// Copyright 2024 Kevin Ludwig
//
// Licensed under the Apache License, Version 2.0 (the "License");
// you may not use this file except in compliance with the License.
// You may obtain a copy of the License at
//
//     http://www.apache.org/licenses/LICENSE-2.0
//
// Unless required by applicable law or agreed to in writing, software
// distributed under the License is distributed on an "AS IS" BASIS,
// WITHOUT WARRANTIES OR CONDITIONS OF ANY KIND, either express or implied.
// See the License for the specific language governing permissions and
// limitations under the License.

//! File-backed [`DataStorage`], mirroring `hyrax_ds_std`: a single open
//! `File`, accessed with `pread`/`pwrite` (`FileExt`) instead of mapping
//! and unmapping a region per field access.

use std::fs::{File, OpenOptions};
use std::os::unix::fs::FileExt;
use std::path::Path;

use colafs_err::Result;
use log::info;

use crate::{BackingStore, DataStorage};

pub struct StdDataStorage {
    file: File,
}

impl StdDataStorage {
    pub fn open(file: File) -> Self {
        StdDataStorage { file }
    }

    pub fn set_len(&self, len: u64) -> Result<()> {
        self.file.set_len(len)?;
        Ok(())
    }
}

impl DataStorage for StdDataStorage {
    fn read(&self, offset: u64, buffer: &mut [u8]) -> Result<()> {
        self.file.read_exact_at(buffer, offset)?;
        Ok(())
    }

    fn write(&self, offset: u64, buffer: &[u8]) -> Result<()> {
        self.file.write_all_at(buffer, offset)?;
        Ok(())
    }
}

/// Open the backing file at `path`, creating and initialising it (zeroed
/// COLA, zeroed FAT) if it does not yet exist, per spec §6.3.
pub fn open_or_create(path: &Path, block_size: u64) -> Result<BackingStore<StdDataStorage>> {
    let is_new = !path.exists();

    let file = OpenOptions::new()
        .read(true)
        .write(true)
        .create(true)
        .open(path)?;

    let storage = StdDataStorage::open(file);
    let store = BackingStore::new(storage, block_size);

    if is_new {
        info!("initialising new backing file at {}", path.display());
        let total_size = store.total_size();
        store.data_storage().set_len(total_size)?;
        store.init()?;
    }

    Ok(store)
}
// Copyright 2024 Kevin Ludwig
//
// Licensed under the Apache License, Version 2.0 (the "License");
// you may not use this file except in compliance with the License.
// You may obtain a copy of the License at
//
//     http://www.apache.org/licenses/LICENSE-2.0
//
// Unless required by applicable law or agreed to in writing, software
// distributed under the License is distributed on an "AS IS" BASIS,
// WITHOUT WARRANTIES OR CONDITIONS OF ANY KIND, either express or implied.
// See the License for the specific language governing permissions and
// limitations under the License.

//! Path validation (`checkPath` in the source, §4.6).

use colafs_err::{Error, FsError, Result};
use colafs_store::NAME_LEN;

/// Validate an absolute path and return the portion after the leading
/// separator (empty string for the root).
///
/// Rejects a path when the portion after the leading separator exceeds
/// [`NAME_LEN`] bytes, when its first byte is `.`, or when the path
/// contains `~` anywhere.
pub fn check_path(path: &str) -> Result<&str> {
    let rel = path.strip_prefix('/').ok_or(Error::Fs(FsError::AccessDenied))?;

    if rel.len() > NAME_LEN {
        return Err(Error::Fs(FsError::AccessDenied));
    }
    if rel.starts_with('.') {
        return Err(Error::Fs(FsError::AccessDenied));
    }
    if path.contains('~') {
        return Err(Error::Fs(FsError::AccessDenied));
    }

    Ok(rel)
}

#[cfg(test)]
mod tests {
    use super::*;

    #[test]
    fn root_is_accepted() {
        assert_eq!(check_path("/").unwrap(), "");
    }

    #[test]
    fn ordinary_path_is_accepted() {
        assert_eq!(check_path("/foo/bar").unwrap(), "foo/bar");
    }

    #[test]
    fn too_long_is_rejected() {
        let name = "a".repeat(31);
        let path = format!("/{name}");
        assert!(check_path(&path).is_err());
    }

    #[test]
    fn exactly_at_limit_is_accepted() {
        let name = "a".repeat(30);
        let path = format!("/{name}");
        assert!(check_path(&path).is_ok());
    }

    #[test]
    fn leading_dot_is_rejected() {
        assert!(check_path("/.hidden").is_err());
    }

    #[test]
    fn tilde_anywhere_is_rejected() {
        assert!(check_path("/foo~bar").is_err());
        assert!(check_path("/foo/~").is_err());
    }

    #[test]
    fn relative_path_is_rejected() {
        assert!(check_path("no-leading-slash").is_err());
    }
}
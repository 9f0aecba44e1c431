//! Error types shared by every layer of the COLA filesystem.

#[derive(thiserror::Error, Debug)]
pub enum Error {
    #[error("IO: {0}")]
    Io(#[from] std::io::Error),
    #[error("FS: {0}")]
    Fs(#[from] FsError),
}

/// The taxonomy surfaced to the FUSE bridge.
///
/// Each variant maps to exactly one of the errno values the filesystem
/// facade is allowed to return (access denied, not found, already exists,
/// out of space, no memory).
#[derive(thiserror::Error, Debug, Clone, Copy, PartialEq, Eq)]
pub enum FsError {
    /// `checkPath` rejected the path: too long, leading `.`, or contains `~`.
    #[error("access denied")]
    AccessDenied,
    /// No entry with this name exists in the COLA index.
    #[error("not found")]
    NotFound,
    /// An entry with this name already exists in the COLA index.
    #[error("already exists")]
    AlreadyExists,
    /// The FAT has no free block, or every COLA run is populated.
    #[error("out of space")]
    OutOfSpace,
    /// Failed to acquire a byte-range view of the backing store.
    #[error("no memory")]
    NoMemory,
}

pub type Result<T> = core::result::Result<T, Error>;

----

Report the lines above that have the word "repeat" in them.

        let name = "a".repeat(31);
        let name = "a".repeat(30);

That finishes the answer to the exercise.